US-based biomaterial sciences company Abyrx has received the US Food and Drug Administration (FDA) expanded approval for its MONTAGE settable bone putty product.

MONTAGE is a unique mouldable bone putty that adheres to bleeding bone and hardens quickly to deliver bone-like properties after application.

It was previously approved as a bone void filler, cranial cement, and haemostatic bone putty.

The current FDA approval expands its surgical applications to include the use in cardiothoracic surgery after sternotomy.

Abyrx said that MONTAGE is the first FDA-approved settable bone putty on the sternum.

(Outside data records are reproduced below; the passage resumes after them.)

//! # Services
//!
//! - [`api`]: HTTP client for the backend admin API
//! - [`session`]: the persisted admin session and its stores

pub mod api;
pub mod session;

Abyrx founder and chief executive officer John J Pacifico said: “When we initially set a course to develop the MONTAGE technology platform, we believed its polymer backbone had unique capabilities that could ultimately support the use of the product as a new standard of care for treating bone defects during surgical procedures.

“Today, we see the product’s impressive breadth of indications enabling widespread, on-label use of MONTAGE across surgical specialities that represent millions of procedures each year.

“We believe MONTAGE has the potential to eliminate the need or desire for all other settable and non-settable biomaterials used on bone.”

According to Abyrx, more than 25,000 units of MONTAGE have been used to date, across trauma, orthopaedics, sports medicine, foot and ankle, and craniomaxillofacial procedures.

Surgeons preferred MONTAGE over other bone putties due to its extensive FDA-approved applications, safe and reproducible performance, and intraoperative handling benefits.

University of Calgary Libin Cardiovascular Institute director, cardiac surgeon, and translational scientist, Paul Fedak, led a single-centre pilot study, conducted in partnership with Abyrx.

The study evaluated the feasibility, safety, and efficacy of MONTAGE in 60 patients.

Its results showed that patients treated using MONTAGE with wire cerclage experienced improved physical functional recovery, reduced pain, and shortened hospital stays.

The biomaterial company is also assessing the long-term outcomes and sternal integrity with MONTAGE, post-surgery using rigorous patient follow-up and radiographic imaging.

Fedak said: “This clearance marks a new frontier for cardiothoracic surgery and addresses a longstanding clinical gap where important technological innovation has been stagnant for more than 60 years.

“Standard sternal (breastbone) closure techniques use simple mechanical fixation devices such as wires and plates to provide mechanical support until the bone heals naturally over 8-12 weeks.

“The broken breastbone causes pain and delays recovery. MONTAGE is a breakthrough product that has the potential to enable heart surgeons to enhance sternal closure and repair and accelerate patient recovery after surgery.”